Back to when I was first starting out, I was like “I’ma blow overnight. Ain’t nobody else doing it, there’s no other competition. I’ma do it,” and I’m so happy I didn’t because now…I’m “unfuckwitable.” Can’t nothing fly past me. A lot of people got over. I’ve been through a lot of things, so now it’s like I know what’s going on. I feel like a mean ass lawyer right now. You have to be a pit bull in this business. You have to. It turned me into one. Seriously.
You came out with a book called “The Bottom Line,” and I find it really interesting because…I don’t know if you’re familiar with Donald Goines, but he had a novel called Black Girl Lost and that’s what it reminds me of, so tell me a little more about the book.
Well, I really like those type of novels like the Donald Goines books, True to the Game, The Coldest Winter Ever…I’m a reader, so those books are relatable to me, so my book…as far as like, the strip club, people have like a certain perception of strippers in a certain light, but people don’t know that we’re real people, and there are some women that don’t wanna be there but have to be there, and there are some women who don’t have to be there but just love to be there. So my main focus for my book is to show the different types of backgrounds that women come from that make them start getting into dancing. people see the glitz and the glory and the money, but they don’t know what comes with it.

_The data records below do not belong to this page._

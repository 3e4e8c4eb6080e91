//! The main application logic, decoupled from the entry point.

use crate::{
    config::Config,
    core::NotificationSender,
    dispatch::AlertDispatcher,
    formatting::ContentFormatter,
    internal_metrics::{Metrics, MetricsBuilder},
    notification::sender_from_config,
    server::{router, AppState},
    task_manager::TaskManager,
};
use anyhow::{Context, Result};
use chrono::{DateTime, Utc};
use std::net::SocketAddr;
use std::sync::Arc;
use tokio::net::TcpListener;
use tokio::sync::watch;
use tracing::{error, info, instrument};

type Clock = Arc<dyn Fn() -> DateTime<Utc> + Send + Sync>;

/// A handle to the running application.
pub struct App {
    task_manager: TaskManager,
    local_addr: SocketAddr,
}

impl App {
    /// Creates a new `AppBuilder` to construct an `App`.
    pub fn builder(config: Config) -> AppBuilder {
        AppBuilder::new(config)
    }

    /// The address the HTTP server actually bound to.
    pub fn local_addr(&self) -> SocketAddr {
        self.local_addr
    }

    /// Waits for the shutdown signal and then gracefully shuts down all tasks.
    pub async fn run(self) -> Result<()> {
        let mut shutdown_rx = self.task_manager.get_shutdown_rx();
        let already_signalled = *shutdown_rx.borrow();
        if !already_signalled {
            shutdown_rx.changed().await.ok();
        }
        info!("Shutdown signal received. Waiting for tasks to complete...");

        self.task_manager.shutdown().await;

        info!("All tasks shut down.");
        Ok(())
    }
}

/// Builder for the main application.
///
/// Separates constructing the components from running them, and lets tests
/// swap the push provider for a fake.
pub struct AppBuilder {
    config: Config,
    sender_override: Option<Arc<dyn NotificationSender>>,
    metrics_override: Option<Metrics>,
    clock_override: Option<Clock>,
}

impl AppBuilder {
    /// Creates a new `AppBuilder` with the given configuration.
    pub fn new(config: Config) -> Self {
        Self {
            config,
            sender_override: None,
            metrics_override: None,
            clock_override: None,
        }
    }

    /// Overrides the notification sender for testing.
    pub fn sender_override(mut self, sender: Arc<dyn NotificationSender>) -> Self {
        self.sender_override = Some(sender);
        self
    }

    /// Overrides the metrics system for testing.
    pub fn metrics_override(mut self, metrics: Metrics) -> Self {
        self.metrics_override = Some(metrics);
        self
    }

    /// Overrides the timestamp source for testing.
    pub fn clock_override<F>(mut self, clock: F) -> Self
    where
        F: Fn() -> DateTime<Utc> + Send + Sync + 'static,
    {
        self.clock_override = Some(Arc::new(clock));
        self
    }

    /// Builds all components, binds the listener and starts serving.
    #[instrument(skip_all)]
    pub async fn build(self, shutdown_rx: watch::Receiver<bool>) -> Result<App> {
        let config = self.config;
        let task_manager = TaskManager::new(shutdown_rx);

        // =========================================================================
        // 1. Initialize Metrics
        // =========================================================================
        let (metrics, prometheus) = match self.metrics_override {
            Some(m) => (m, None),
            None => MetricsBuilder::new(config.metrics.clone()).build(),
        };

        // =========================================================================
        // 2. Instantiate the Sender and Dispatcher
        // =========================================================================
        let sender = match self.sender_override {
            Some(sender) => sender,
            None => sender_from_config(&config.provider)?,
        };
        info!(sender = sender.name(), "Notification sender ready");

        let formatter = ContentFormatter::new(config.formatting.emoji_titles);
        let mut dispatcher = AlertDispatcher::new(sender, formatter, metrics.clone());
        if let Some(clock) = self.clock_override {
            dispatcher = dispatcher.with_clock(move || clock());
        }

        // =========================================================================
        // 3. Start the HTTP Server
        // =========================================================================
        let state = Arc::new(AppState {
            dispatcher,
            metrics,
            prometheus,
        });
        let app = router(state);

        let listener = TcpListener::bind(config.server.listen_address)
            .await
            .with_context(|| format!("failed to bind {}", config.server.listen_address))?;
        let local_addr = listener.local_addr()?;
        info!(%local_addr, "HTTP server listening");

        let mut server_shutdown_rx = task_manager.get_shutdown_rx();
        task_manager.spawn("HttpServer", async move {
            let shutdown = async move {
                let already_signalled = *server_shutdown_rx.borrow();
                if !already_signalled {
                    server_shutdown_rx.changed().await.ok();
                }
            };
            if let Err(e) = axum::serve(listener, app)
                .with_graceful_shutdown(shutdown)
                .await
            {
                error!("HTTP server error: {}", e);
            }
        });

        Ok(App {
            task_manager,
            local_addr,
        })
    }
}
//! Command-Line Interface (CLI) argument parsing.
//!
//! This module defines the command-line arguments for the application using the
//! `clap` crate. These arguments are parsed at startup and then merged with
//! the configuration from the `alertrelay.toml` file and environment variables.

use clap::Parser;
use figment::{
    value::{Dict, Map, Tag, Value},
    Error, Metadata, Profile, Provider,
};
use std::net::SocketAddr;
use std::path::PathBuf;

/// An HTTP gateway that fans personal-safety alerts out to a push provider.
#[derive(Parser, Debug, Default)]
#[command(author, version, about, long_about = None)]
pub struct Cli {
    /// Path to the TOML configuration file.
    #[arg(short, long, value_name = "FILE")]
    pub config: Option<PathBuf>,

    /// Address for the HTTP server to listen on.
    #[arg(long, value_name = "ADDR")]
    pub listen: Option<SocketAddr>,

    /// Logging level (trace, debug, info, warn, error).
    #[arg(long, value_name = "LEVEL")]
    pub log_level: Option<String>,

    /// Log notifications instead of sending them to the provider.
    #[arg(long)]
    pub dry_run: bool,

    /// Serve Prometheus metrics under /metrics.
    #[arg(long)]
    pub metrics: bool,
}

impl Provider for Cli {
    fn metadata(&self) -> Metadata {
        Metadata::named("Command-Line Arguments")
    }

    fn data(&self) -> Result<Map<Profile, Dict>, Error> {
        let mut dict = Dict::new();

        if let Some(listen) = self.listen {
            let mut server = Dict::new();
            server.insert("listen_address".into(), Value::from(listen.to_string()));
            dict.insert("server".into(), Value::Dict(Tag::Default, server));
        }

        if let Some(level) = &self.log_level {
            dict.insert("log_level".into(), Value::from(level.clone()));
        }

        // Flags only ever switch features on; absence leaves lower layers alone.
        if self.dry_run {
            let mut provider = Dict::new();
            provider.insert("dry_run".into(), Value::from(true));
            dict.insert("provider".into(), Value::Dict(Tag::Default, provider));
        }

        if self.metrics {
            let mut metrics = Dict::new();
            metrics.insert("enabled".into(), Value::from(true));
            dict.insert("metrics".into(), Value::Dict(Tag::Default, metrics));
        }

        let mut map = Map::new();
        map.insert(Profile::Default, dict);
        Ok(map)
    }
}
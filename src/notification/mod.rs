//! Implementations of `NotificationSender`.
//!
//! The dispatcher only sees the trait; which sender backs it is decided once
//! at startup from the provider configuration.
pub mod logging_sender;
pub mod onesignal;

use crate::config::ProviderConfig;
use crate::core::NotificationSender;
use anyhow::Result;
use std::sync::Arc;

pub use logging_sender::LoggingSender;
pub use onesignal::OneSignalClient;

/// Builds the sender selected by the provider configuration.
pub fn sender_from_config(config: &ProviderConfig) -> Result<Arc<dyn NotificationSender>> {
    if config.dry_run {
        Ok(Arc::new(LoggingSender))
    } else {
        Ok(Arc::new(OneSignalClient::new(config)?))
    }
}
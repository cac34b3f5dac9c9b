use serde_json::{Map, Value, json};

use crate::score_matrix::{OutcomeProbs, ScoreMatrix};

pub const SUPPORTED_MARKETS: [&str; 14] = [
    "1X2",
    "Double Chance",
    "Draw No Bet",
    "Over/Under",
    "BTTS",
    "Team Goals",
    "1X2 + O/U",
    "DC + BTTS",
    "Result + BTTS",
    "Correct Score",
    "Correct Score Groups",
    "Clean Sheet",
    "Win to Nil",
    "Winning Margin",
];

#[derive(Debug, Clone, PartialEq)]
pub struct MarketLines {
    pub ou_lines: Vec<f64>,
    pub home_goal_lines: Vec<f64>,
    pub away_goal_lines: Vec<f64>,
    pub cs_groups: Vec<(u32, u32)>,
}

impl Default for MarketLines {
    fn default() -> Self {
        Self {
            ou_lines: vec![1.5, 2.5, 3.5],
            home_goal_lines: vec![0.5, 1.5],
            away_goal_lines: vec![0.5, 1.5],
            cs_groups: vec![(1, 0), (2, 0), (2, 1)],
        }
    }
}

pub fn pct(p: f64, dp: i32) -> f64 {
    round_dp(p * 100.0, dp)
}

pub fn round_dp(v: f64, dp: i32) -> f64 {
    let f = 10f64.powi(dp);
    (v * f).round() / f
}

/// Derives every requested market from the score grid, in `SUPPORTED_MARKETS` order.
/// An empty `wanted` list means all markets.
pub fn derive_markets(
    m: &ScoreMatrix,
    probs: &OutcomeProbs,
    lines: &MarketLines,
    wanted: &[String],
) -> Map<String, Value> {
    let include = |name: &str| wanted.is_empty() || wanted.iter().any(|w| w == name);
    let mut out = Map::new();

    if include("1X2") {
        out.insert(
            "1X2".into(),
            json!({"1": pct(probs.home, 2), "X": pct(probs.draw, 2), "2": pct(probs.away, 2)}),
        );
    }
    if include("Double Chance") {
        out.insert(
            "Double Chance".into(),
            json!({
                "1X": pct(probs.home + probs.draw, 2),
                "12": pct(probs.home + probs.away, 2),
                "X2": pct(probs.draw + probs.away, 2),
            }),
        );
    }
    if include("Draw No Bet") {
        let (home, away) = draw_no_bet(probs);
        out.insert(
            "Draw No Bet".into(),
            json!({"Home": pct(home, 2), "Away": pct(away, 2)}),
        );
    }
    if include("Over/Under") {
        let mut ou = Map::new();
        for &line in &lines.ou_lines {
            let over = m.sum_where(|i, j| (i + j) as f64 > line);
            let under = m.sum_where(|i, j| (i + j) as f64 <= line);
            ou.insert(format!("O{line}"), json!(pct(over, 2)));
            ou.insert(format!("U{line}"), json!(pct(under, 2)));
        }
        out.insert("Over/Under".into(), Value::Object(ou));
    }
    if include("BTTS") {
        let yes = m.sum_where(|i, j| i > 0 && j > 0);
        let no = m.sum_where(|i, j| i == 0 || j == 0);
        out.insert("BTTS".into(), json!({"Yes": pct(yes, 2), "No": pct(no, 2)}));
    }
    if include("Team Goals") {
        let mut home = Map::new();
        for &line in &lines.home_goal_lines {
            home.insert(format!("> {line}"), json!(pct(m.sum_where(|i, _| i as f64 > line), 2)));
        }
        let mut away = Map::new();
        for &line in &lines.away_goal_lines {
            away.insert(format!("> {line}"), json!(pct(m.sum_where(|_, j| j as f64 > line), 2)));
        }
        out.insert("Team Goals".into(), json!({"home": home, "away": away}));
    }
    if include("1X2 + O/U") {
        let mut combos = Map::new();
        for &line in &lines.ou_lines {
            let over = |i: usize, j: usize| (i + j) as f64 > line;
            let entries: [(&str, fn(usize, usize) -> bool); 3] =
                [("1", |i, j| i > j), ("X", |i, j| i == j), ("2", |i, j| i < j)];
            for (label, result) in entries {
                combos.insert(
                    format!("{label} & O{line}"),
                    json!(pct(m.sum_where(|i, j| result(i, j) && over(i, j)), 2)),
                );
                combos.insert(
                    format!("{label} & U{line}"),
                    json!(pct(m.sum_where(|i, j| result(i, j) && !over(i, j)), 2)),
                );
            }
        }
        out.insert("1X2 + O/U".into(), Value::Object(combos));
    }
    if include("DC + BTTS") {
        let gg = |i: usize, j: usize| i > 0 && j > 0;
        out.insert(
            "DC + BTTS".into(),
            json!({
                "1X & GG": pct(m.sum_where(|i, j| i >= j && gg(i, j)), 2),
                "X2 & GG": pct(m.sum_where(|i, j| j >= i && gg(i, j)), 2),
                "12 & GG": pct(m.sum_where(|i, j| i != j && gg(i, j)), 2),
            }),
        );
    }
    if include("Result + BTTS") {
        let gg = |i: usize, j: usize| i > 0 && j > 0;
        out.insert(
            "Result + BTTS".into(),
            json!({
                "1 & GG": pct(m.sum_where(|i, j| i > j && gg(i, j)), 2),
                "X & GG": pct(m.sum_where(|i, j| i == j && gg(i, j)), 2),
                "2 & GG": pct(m.sum_where(|i, j| i < j && gg(i, j)), 2),
            }),
        );
    }
    if include("Correct Score") {
        let mut cs = Map::new();
        for &(a, b) in &lines.cs_groups {
            cs.insert(format!("{a}:{b}"), json!(pct(m.prob(a as usize, b as usize), 4)));
        }
        out.insert("Correct Score".into(), Value::Object(cs));
    }
    if include("Correct Score Groups") && !lines.cs_groups.is_empty() {
        let label = lines
            .cs_groups
            .iter()
            .map(|(a, b)| format!("{a}:{b}"))
            .collect::<Vec<_>>()
            .join("/");
        let total: f64 = lines
            .cs_groups
            .iter()
            .map(|&(a, b)| m.prob(a as usize, b as usize))
            .sum();
        let mut groups = Map::new();
        groups.insert(label, json!(pct(total, 4)));
        out.insert("Correct Score Groups".into(), Value::Object(groups));
    }
    if include("Clean Sheet") {
        out.insert(
            "Clean Sheet".into(),
            json!({
                "Home Yes": pct(m.sum_where(|_, j| j == 0), 2),
                "Away Yes": pct(m.sum_where(|i, _| i == 0), 2),
            }),
        );
    }
    if include("Win to Nil") {
        out.insert(
            "Win to Nil".into(),
            json!({
                "Home": pct(m.sum_where(|i, j| i > 0 && j == 0), 2),
                "Away": pct(m.sum_where(|i, j| i == 0 && j > 0), 2),
            }),
        );
    }
    if include("Winning Margin") {
        let mut margins = Map::new();
        for (label, p) in winning_margins(m) {
            margins.insert(label.to_string(), json!(pct(p, 2)));
        }
        out.insert("Winning Margin".into(), Value::Object(margins));
    }

    out
}

fn draw_no_bet(probs: &OutcomeProbs) -> (f64, f64) {
    if probs.draw < 1.0 {
        let rest = 1.0 - probs.draw;
        (probs.home / rest, probs.away / rest)
    } else {
        (0.0, 0.0)
    }
}

fn winning_margins(m: &ScoreMatrix) -> [(&'static str, f64); 6] {
    let diff = |i: usize, j: usize| i as i64 - j as i64;
    [
        ("+1", m.sum_where(|i, j| diff(i, j) == 1)),
        ("+2", m.sum_where(|i, j| diff(i, j) == 2)),
        ("+3+", m.sum_where(|i, j| diff(i, j) >= 3)),
        ("-1", m.sum_where(|i, j| diff(i, j) == -1)),
        ("-2", m.sum_where(|i, j| diff(i, j) == -2)),
        ("-3+", m.sum_where(|i, j| diff(i, j) <= -3)),
    ]
}

#[cfg(test)]
mod tests {
    use super::*;
    use crate::score_matrix::DEFAULT_MAX_GOALS;

    fn sample() -> Map<String, Value> {
        let m = ScoreMatrix::dixon_coles(1.235, 1.365, DEFAULT_MAX_GOALS, 0.02);
        let probs = m.outcome_probs();
        derive_markets(&m, &probs, &MarketLines::default(), &[])
    }

    fn num(v: &Value, path: &[&str]) -> f64 {
        let mut cur = v;
        for key in path {
            cur = cur.get(*key).unwrap_or(&Value::Null);
        }
        cur.as_f64().unwrap_or(f64::NAN)
    }

    #[test]
    fn all_markets_present_in_order() {
        let markets = sample();
        let keys: Vec<&str> = markets.keys().map(String::as_str).collect();
        assert_eq!(keys, SUPPORTED_MARKETS.to_vec());
    }

    #[test]
    fn complementary_markets_sum_to_hundred() {
        let markets = Value::Object(sample());
        for line in ["1.5", "2.5", "3.5"] {
            let over_key = format!("O{line}");
            let under_key = format!("U{line}");
            let over = num(&markets, &["Over/Under", over_key.as_str()]);
            let under = num(&markets, &["Over/Under", under_key.as_str()]);
            assert!((over + under - 100.0).abs() < 0.02, "line {line}");
        }
        let yes = num(&markets, &["BTTS", "Yes"]);
        let no = num(&markets, &["BTTS", "No"]);
        assert!((yes + no - 100.0).abs() < 0.02);
    }

    #[test]
    fn team_goals_are_nested_per_side() {
        let markets = Value::Object(sample());
        let home_over_half = num(&markets, &["Team Goals", "home", "> 0.5"]);
        let home_over_one_half = num(&markets, &["Team Goals", "home", "> 1.5"]);
        assert!(home_over_half > home_over_one_half);
    }

    #[test]
    fn correct_score_group_sums_members() {
        let markets = Value::Object(sample());
        let cs = markets.get("Correct Score").expect("correct score");
        let members: f64 = ["1:0", "2:0", "2:1"]
            .iter()
            .map(|k| cs.get(*k).and_then(Value::as_f64).unwrap_or(0.0))
            .sum();
        let group = num(&markets, &["Correct Score Groups", "1:0/2:0/2:1"]);
        assert!((group - members).abs() < 0.001);
    }

    #[test]
    fn filter_keeps_only_requested_markets() {
        let m = ScoreMatrix::poisson(1.2, 1.2, DEFAULT_MAX_GOALS);
        let probs = m.outcome_probs();
        let wanted = vec!["BTTS".to_string(), "Nonsense".to_string()];
        let markets = derive_markets(&m, &probs, &MarketLines::default(), &wanted);
        assert_eq!(markets.len(), 1);
        assert!(markets.contains_key("BTTS"));
    }

    #[test]
    fn draw_no_bet_renormalises_without_draw() {
        let probs = OutcomeProbs { home: 0.4, draw: 0.2, away: 0.4 };
        let (h, a) = draw_no_bet(&probs);
        assert!((h - 0.5).abs() < 1e-12);
        assert!((a - 0.5).abs() < 1e-12);
    }
}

And I really respect you for this because I saw a YouTube interview that you did a while back and you mentioned something about the mental drama that comes with the world of dancing and it’s refreshing to hear because you always hear about the pros but you never hear about the cons.
The stripper game can really eat you alive. It’s not for the weak-minded. Even now, I know I changed the game. I know I set that shit up to another level. When I got in the game, there were some real OGs, very strong women from the “Dope Boy” era. Nowadays it’s like young women 17 or 18-years-olds getting their body done because they see other girls do it and they wanna get in the game and they think that’s it. Like “I got my body done, I’m gonna get all of this money,” but in all actuality, there can be an ugly bitch that can come and take all of that money from a guy because she’s real. She knows the game. It’s not always about your body.
I feel like the strip club, the way it’s perceived now, nobody is telling the story for what it is and I feel like it’s no better than to come from me.
What is the misconception people have about dancers?
That they are hoes and they don’t have any kind of morals, but see, it’s not true. I know some very decent women that are dancers. You just gotta do what you gotta do. I can’t really fault the public for thinking the way that they think because you have women who are practically degrading themselves on social media. I’ve never been an attention seeker because I felt like people were gonna look at me. I did it because I was me. So when people saw the authenticity of it, they were able to fuck with me like that.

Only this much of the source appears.